The detection of such well-defined iridium anomaly within the Chicxulub crater will undoubtedly also revitalize research on the Cretaceous-Paleogene mass extinction. “With this discovery, we are able to place precise time constraints on the products that formed as the result of the asteroid impact, better than ever before. Within the crater, we observe a 130-meter-thick pile of molten, brecciated and fine-grained rocks that were probably deposited in less than twenty years, with most of it deposited in the first day, which is astonishingly fast. At many different locations around the world, this 20-year time interval is represented by a much thinner rock layer, which consists of shocked, melted and condensed material that was ejected from the crater. By comparing these different locations, we will better understand the exact mechanisms related to the Chicxulub impact that led to the global mass extinction”, explains Pim Kaskes, an FWO-PhD researcher at the Vrije Universiteit Brussel working on the drill core. “The preservation of the iridium layer within the crater is just fantastic, it constitutes the indisputable evidence that the impact and the extinction are closely linked”, concludes Philippe Claeys, geology professor at the Vrije Universiteit Brussel and a 30 years Cretaceous-Paleogene research veteran.

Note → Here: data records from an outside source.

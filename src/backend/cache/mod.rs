//! Process-local caches persisted across restarts

pub mod driver;

pub use driver::DriverCache;
/**
 * Error Conversion
 *
 * Errors render as JSON:
 *
 * ```json
 * { "error": "Error message", "status": 400 }
 * ```
 *
 * Authentication failures keep the shape clients check for:
 *
 * ```json
 * { "status": 401, "reason": "Unauthorized" }
 * ```
 */

use axum::{
    http::StatusCode,
    response::{IntoResponse, Json, Response},
};
use serde_json::json;

use crate::backend::error::types::BackendError;

impl IntoResponse for BackendError {
    fn into_response(self) -> Response {
        let status = self.status_code();

        if status.is_server_error() {
            tracing::error!("{}", self);
        } else {
            tracing::warn!(status = status.as_u16(), "{}", self);
        }

        let body = match &self {
            BackendError::Unauthorized { reason } => json!({
                "status": status.as_u16(),
                "reason": reason,
            }),
            other => json!({
                "error": other.message(),
                "status": status.as_u16(),
            }),
        };

        (status, Json(body)).into_response()
    }
}

/// Convenience for handlers that only need a status and message
pub fn error_response(status: StatusCode, message: impl Into<String>) -> Response {
    BackendError::handler(status, message).into_response()
}

#[cfg(test)]
mod tests {
    use super::*;
    use axum::body::to_bytes;

    async fn body_json(response: Response) -> serde_json::Value {
        let bytes = to_bytes(response.into_body(), usize::MAX).await.unwrap();
        serde_json::from_slice(&bytes).unwrap()
    }

    #[tokio::test]
    async fn test_error_body() {
        let response = error_response(StatusCode::NOT_FOUND, "User not found");
        assert_eq!(response.status(), StatusCode::NOT_FOUND);
        let body = body_json(response).await;
        assert_eq!(body, json!({"error": "User not found", "status": 404}));
    }

    #[tokio::test]
    async fn test_unauthorized_body() {
        let response = BackendError::unauthorized().into_response();
        assert_eq!(response.status(), StatusCode::UNAUTHORIZED);
        let body = body_json(response).await;
        assert_eq!(body, json!({"status": 401, "reason": "Unauthorized"}));
    }
}
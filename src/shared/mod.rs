//! Shared Module
//!
//! Types that do not depend on the server runtime: settings, socket frames and
//! the shared error type. Everything here is plain data and serializes with
//! serde.

/// Socket frame types
pub mod event;

/// Shared error types
pub mod error;

/// Application configuration
pub mod config;

/// Re-export commonly used types for convenience
pub use event::SocketFrame;
pub use error::SharedError;
pub use config::{
    ConfigError, Environment, RateLimitSettings, Settings, SettingsBuilder, SmtpSettings,
};
/**
 * Id List Merging
 */

use std::collections::HashSet;

use serde::Deserialize;
use serde_json::Value;

/// Ids to add to and remove from a list
#[derive(Debug, Clone, Default, Deserialize)]
pub struct IdUpdate {
    #[serde(default)]
    pub add: Vec<Value>,
    #[serde(default)]
    pub remove: Vec<Value>,
}

/// Ids are compared as strings so numbers and strings mix
fn id_string(value: &Value) -> String {
    match value {
        Value::String(s) => s.clone(),
        other => other.to_string(),
    }
}

/// Merge `update` into `main`: append `add`, drop `remove`, de-duplicate
/// keeping the first occurrence
pub fn id_arr_merge(main: &[Value], update: &IdUpdate) -> Vec<String> {
    let removed: HashSet<String> = update.remove.iter().map(id_string).collect();
    let mut seen = HashSet::new();
    main.iter()
        .chain(update.add.iter())
        .map(id_string)
        .filter(|id| !removed.contains(id))
        .filter(|id| seen.insert(id.clone()))
        .collect()
}

#[cfg(test)]
mod tests {
    use super::*;
    use serde_json::json;

    #[test]
    fn test_merge() {
        let main = vec![json!("a"), json!("b"), json!(3)];
        let update = IdUpdate {
            add: vec![json!("c"), json!("a"), json!("d")],
            remove: vec![json!("b"), json!("d")],
        };
        assert_eq!(id_arr_merge(&main, &update), vec!["a", "3", "c"]);
    }

    #[test]
    fn test_merge_empty_update() {
        let main = vec![json!("x"), json!("x")];
        assert_eq!(id_arr_merge(&main, &IdUpdate::default()), vec!["x"]);
    }
}
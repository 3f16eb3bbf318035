/**
 * Request Payload Extractor
 *
 * `Payload` accepts the three body encodings browsers and API clients send
 * and always yields a JSON object:
 *
 * - `application/json` (must be an object)
 * - `application/x-www-form-urlencoded`
 * - `multipart/form-data`; file parts are written to the uploads directory
 *   and replaced by their stored path
 *
 * Requests without a recognised content type produce an empty object.
 * Repeated keys collect into an array.
 *
 * Uploaded files only live for the request: `upload_cleanup_middleware`
 * deletes whatever the extractor wrote once the response is ready, so
 * handlers must copy what they keep.
 */

use std::path::{Path, PathBuf};
use std::sync::{Arc, Mutex};

use axum::{
    extract::{FromRequest, Multipart, Request},
    http::header::CONTENT_TYPE,
    middleware::Next,
    response::Response,
    Form, Json,
};
use serde_json::{Map, Value};
use tracing::{debug, error, warn};

use crate::backend::error::BackendError;
use crate::backend::server::state::AppState;

#[derive(Debug, Clone, Default, PartialEq)]
pub struct Payload(pub Map<String, Value>);

impl Payload {
    pub fn into_inner(self) -> Map<String, Value> {
        self.0
    }

    pub fn get_str(&self, key: &str) -> Option<&str> {
        self.0.get(key).and_then(Value::as_str)
    }
}

/// Files written by `Payload` during one request
#[derive(Debug, Clone, Default)]
pub struct UploadScope(Arc<Mutex<Vec<PathBuf>>>);

impl UploadScope {
    fn record(&self, path: PathBuf) {
        self.0.lock().unwrap_or_else(|e| e.into_inner()).push(path);
    }

    fn take(&self) -> Vec<PathBuf> {
        std::mem::take(&mut *self.0.lock().unwrap_or_else(|e| e.into_inner()))
    }
}

/// Remove the request's uploaded files after the handler ran
pub async fn upload_cleanup_middleware(mut request: Request, next: Next) -> Response {
    let scope = UploadScope::default();
    request.extensions_mut().insert(scope.clone());

    let response = next.run(request).await;

    for path in scope.take() {
        match tokio::fs::remove_file(&path).await {
            Ok(()) => debug!(path = %path.display(), "Removed upload"),
            Err(e) if e.kind() == std::io::ErrorKind::NotFound => {}
            Err(e) => warn!(path = %path.display(), "Failed to remove upload: {}", e),
        }
    }
    response
}

fn push(map: &mut Map<String, Value>, key: String, value: Value) {
    match map.get_mut(&key) {
        Some(Value::Array(items)) => items.push(value),
        Some(existing) => {
            let first = existing.take();
            *existing = Value::Array(vec![first, value]);
        }
        None => {
            map.insert(key, value);
        }
    }
}

impl FromRequest<AppState> for Payload {
    type Rejection = BackendError;

    async fn from_request(req: Request, state: &AppState) -> Result<Self, Self::Rejection> {
        let content_type = req
            .headers()
            .get(CONTENT_TYPE)
            .and_then(|v| v.to_str().ok())
            .unwrap_or_default()
            .to_ascii_lowercase();

        if content_type.starts_with("application/json") {
            let Json(value) = Json::<Value>::from_request(req, state)
                .await
                .map_err(|e| BackendError::bad_request(e.body_text()))?;
            return match value {
                Value::Object(map) => Ok(Payload(map)),
                _ => Err(BackendError::bad_request("Request body must be a JSON object")),
            };
        }

        if content_type.starts_with("application/x-www-form-urlencoded") {
            let Form(pairs) = Form::<Vec<(String, String)>>::from_request(req, state)
                .await
                .map_err(|e| BackendError::bad_request(e.body_text()))?;
            let mut map = Map::new();
            for (key, value) in pairs {
                push(&mut map, key, Value::String(value));
            }
            return Ok(Payload(map));
        }

        if content_type.starts_with("multipart/form-data") {
            let scope = req.extensions().get::<UploadScope>().cloned();
            let multipart = Multipart::from_request(req, state)
                .await
                .map_err(|e| BackendError::bad_request(e.body_text()))?;
            return read_multipart(multipart, &state.settings.uploads_dir(), scope.as_ref())
                .await
                .map(Payload);
        }

        Ok(Payload::default())
    }
}

async fn read_multipart(
    mut multipart: Multipart,
    uploads_dir: &Path,
    scope: Option<&UploadScope>,
) -> Result<Map<String, Value>, BackendError> {
    let mut map = Map::new();
    while let Some(field) = multipart
        .next_field()
        .await
        .map_err(|e| BackendError::bad_request(e.body_text()))?
    {
        let Some(name) = field.name().map(str::to_string) else {
            continue;
        };

        let Some(file_name) = field.file_name().map(str::to_string) else {
            let text = field
                .text()
                .await
                .map_err(|e| BackendError::bad_request(e.body_text()))?;
            push(&mut map, name, Value::String(text));
            continue;
        };

        let bytes = field
            .bytes()
            .await
            .map_err(|e| BackendError::bad_request(e.body_text()))?;
        if bytes.is_empty() && file_name.is_empty() {
            continue;
        }
        let stored = store_upload(uploads_dir, &file_name, &bytes).await?;
        debug!(field = %name, file = %file_name, stored = %stored.display(), "Stored upload");
        if let Some(scope) = scope {
            scope.record(stored.clone());
        }
        push(&mut map, name, Value::String(stored.to_string_lossy().into_owned()));
    }
    Ok(map)
}

/// Write an uploaded file under a random name, keeping a sane extension
async fn store_upload(uploads_dir: &Path, file_name: &str, bytes: &[u8]) -> Result<PathBuf, BackendError> {
    let ext = Path::new(file_name)
        .extension()
        .and_then(|e| e.to_str())
        .filter(|e| e.chars().all(|c| c.is_ascii_alphanumeric()))
        .map(|e| format!(".{}", e))
        .unwrap_or_default();
    let target = uploads_dir.join(format!("{}{}", uuid::Uuid::new_v4().simple(), ext));

    tokio::fs::create_dir_all(uploads_dir).await.map_err(|e| {
        error!("Failed to create uploads dir: {}", e);
        BackendError::from(e)
    })?;
    tokio::fs::write(&target, bytes).await?;
    Ok(target)
}

#[cfg(test)]
mod tests {
    use super::*;
    use serde_json::json;

    #[test]
    fn test_push_collects_repeated_keys() {
        let mut map = Map::new();
        push(&mut map, "tag".into(), json!("a"));
        push(&mut map, "tag".into(), json!("b"));
        push(&mut map, "tag".into(), json!("c"));
        push(&mut map, "name".into(), json!("x"));
        assert_eq!(Value::Object(map), json!({"tag": ["a", "b", "c"], "name": "x"}));
    }

    #[tokio::test]
    async fn test_store_upload_keeps_extension() {
        let dir = tempfile::tempdir().unwrap();
        let stored = store_upload(dir.path(), "photo.jpg", b"data").await.unwrap();
        assert_eq!(stored.extension().unwrap(), "jpg");
        assert_eq!(std::fs::read(&stored).unwrap(), b"data");

        let stored = store_upload(dir.path(), "weird.j/pg", b"x").await.unwrap();
        assert!(!stored.to_string_lossy().contains("j/pg"));
        assert_eq!(stored.parent().unwrap(), dir.path());
    }
}
/**
 * Graceful Shutdown
 *
 * The server stops accepting connections on SIGINT or SIGTERM, lets
 * in-flight requests finish, then persists the search indexes and the
 * driver cache.
 */

use tokio::signal;
use tracing::{error, info};

use crate::backend::server::state::AppState;

pub async fn shutdown_signal() {
    let ctrl_c = async {
        if let Err(e) = signal::ctrl_c().await {
            error!("Failed to install Ctrl+C handler: {}", e);
            std::future::pending::<()>().await;
        }
    };

    #[cfg(unix)]
    let terminate = async {
        match signal::unix::signal(signal::unix::SignalKind::terminate()) {
            Ok(mut stream) => {
                stream.recv().await;
            }
            Err(e) => {
                error!("Failed to install SIGTERM handler: {}", e);
                std::future::pending::<()>().await;
            }
        }
    };

    #[cfg(not(unix))]
    let terminate = std::future::pending::<()>();

    tokio::select! {
        _ = ctrl_c => info!("Received SIGINT, shutting down"),
        _ = terminate => info!("Received SIGTERM, shutting down"),
    }
}

/// Write the search indexes and the driver cache to disk
pub async fn persist(state: &AppState) {
    match state.search.save(None).await {
        Ok(()) => info!("=> Search indexes saved"),
        Err(e) => error!("Failed to save search indexes: {}", e),
    }
    match state.drivers.die().await {
        Ok(()) => info!("=> Driver cache saved"),
        Err(e) => error!("Failed to save driver cache: {}", e),
    }
}
//! Route Configuration Module
//!
//! - **`router`** - router assembly and the layer stack
//! - **`api_routes`** - authentication endpoints and the socket upgrade
//! - **`health`** - `/health` and `/info`
//!
//! Service routes are mounted by `App::service`; see `backend::services`.

/// Main router creation
pub mod router;

/// API endpoint handlers
pub mod api_routes;

/// Health checker
pub mod health;

pub use router::{cors_layer, create_router};
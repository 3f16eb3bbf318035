//! CoreDevs - Backend Starter Framework
//!
//! CoreDevs wires together the pieces a REST + WebSocket backend usually needs
//! on top of a document database: an Axum HTTP server, a middleware stack,
//! a WebSocket event layer, a generic document-store CRUD abstraction, a small
//! full-text search index, file uploads, email and process lifecycle hooks.
//!
//! # Module Structure
//!
//! - **`shared`** - Platform-agnostic types
//!   - Settings and configuration errors
//!   - Socket frames
//!   - Shared error types
//!
//! - **`backend`** - Server-side code
//!   - `App` composition, state, graceful shutdown
//!   - Document store (`store`) with the query-translation layer
//!   - Search controller, socket server, mailer, uploads, driver cache
//!   - Sample `user` and `demo` services
//!
//! # Usage
//!
//! ```rust,no_run
//! use coredevs::backend::server::App;
//! use coredevs::backend::services::{DemoService, UserService};
//! use coredevs::shared::Settings;
//!
//! # async fn example() -> Result<(), Box<dyn std::error::Error>> {
//! let settings = Settings::load()?;
//! App::new(settings)
//!     .await?
//!     .service(UserService)
//!     .service(DemoService)
//!     .start()
//!     .await?;
//! # Ok(())
//! # }
//! ```
//!
//! # Thread Safety
//!
//! All server state lives in `AppState`, which is cheap to clone: the database
//! pool, search indexes, socket sessions and driver cache are shared through
//! `Arc` and `tokio::sync::RwLock`.

/// Shared types and data structures
pub mod shared;

/// Backend server-side code
pub mod backend;
//! WebSocket layer
//!
//! - **`server`** - session registry, emit and broadcast
//! - **`events`** - event name to handler registry
//! - **`handler`** - `GET /socket` upgrade and connection loop

pub mod events;
pub mod handler;
pub mod server;

pub use events::{EventContext, EventHandler, EventMethod, EventRegistry};
pub use handler::socket_handler;
pub use server::{Handshake, Session, SocketMiddleware, SocketServer};
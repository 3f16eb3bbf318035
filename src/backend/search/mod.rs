//! Full-text search
//!
//! `SearchCtrl` keeps a tantivy index per search key on disk so documents
//! survive restarts.

pub mod controller;
pub mod index;

use thiserror::Error;

pub use controller::SearchCtrl;
pub use index::{Hit, SearchIndex, SearchParams, SearchResults, SearchSchema};

/// Indexes known to the application
pub fn schemas() -> Vec<SearchSchema> {
    vec![SearchSchema::new(
        "users",
        ["firstName", "lastName", "email", "userName"],
    )]
}

#[derive(Debug, Error)]
pub enum SearchError {
    #[error("Unknown search index: {0}")]
    UnknownIndex(String),

    #[error("Unknown search property: {0}")]
    UnknownProperty(String),

    #[error("Document with id {0} already indexed")]
    DuplicateId(String),

    #[error("Invalid search document: {0}")]
    InvalidDocument(String),

    #[error("Search index error: {0}")]
    Index(#[from] tantivy::TantivyError),

    #[error("Search persistence failed: {0}")]
    Io(#[from] std::io::Error),

    #[error("Search encoding failed: {0}")]
    Encoding(#[from] serde_json::Error),
}
//! Server Module
//!
//! - **`state`** - `AppState` and its `FromRef` implementations
//! - **`config`** - boot dependencies (client dir, database)
//! - **`init`** - `App` composition and serving
//! - **`shutdown`** - signal handling and persistence on exit
//!
//! # Example
//!
//! ```rust,no_run
//! use coredevs::backend::server::App;
//! use coredevs::backend::services::UserService;
//! use coredevs::shared::Settings;
//!
//! # async fn example() -> Result<(), Box<dyn std::error::Error>> {
//! let app = App::new(Settings::load()?).await?.service(UserService);
//! let router = app.router()?;
//! # Ok(())
//! # }
//! ```

/// Application state management
pub mod state;

/// Boot dependencies
pub mod config;

/// Server initialization
pub mod init;

/// Graceful shutdown
pub mod shutdown;

pub use init::App;
pub use state::AppState;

In addition to the Vrije Universiteit Brussel, the following Universities and institutes have been involved in the study: University of Padova, Japan Agency for Marine-Earth Science and Technology, Natural History Museum in Vienna, Lund University, University of Notre Dame, Université Libre de Bruxelles, Katholieke Universiteit Leuven, Arizona State University, University of Vienna, Universität zu Köln, Ghent University, Utrecht University, Tokyo Institute of Technology, Florida State University, HNU Neu-Ulm University of Applied Sciences, Lunar and Planetary Institute, Durham University, Pennsylvania State University, University of Texas at Austin, Imperial College London, Vrije Universiteit Amsterdam, and University of Alaska Fairbanks.
The study is published in the scientific journal Science Advances.
Full reference: S. Goderis, H. Sato, L. Ferrière, B. Schmitz, D. Burney, P. Kaskes, J. Vellekoop, A. Wittmann, T. Schulz, S. M. Chernonozhkin, P. Claeys, S. J. de Graaff, T. Déhais, N. J. de Winter, M. Elfman, J.-G. Feignon, A. Ishikawa, C. Koeberl, P. Kristiansson, C. R. Neal, J. D. Owens, M. Schmieder, M. Sinnesael, F. Vanhaecke, S. J. M. Van Malderen, T. J. Bralower, S. P. S. Gulick, D. A. Kring, C. M. Lowery, J. V. Morgan, J. Smit, M. T. Whalen, IODP-ICDP Expedition 364 Scientists, Globally distributed iridium layer preserved within the Chicxulub impact structure. Sci. Adv. 7, eabe3647 (2021).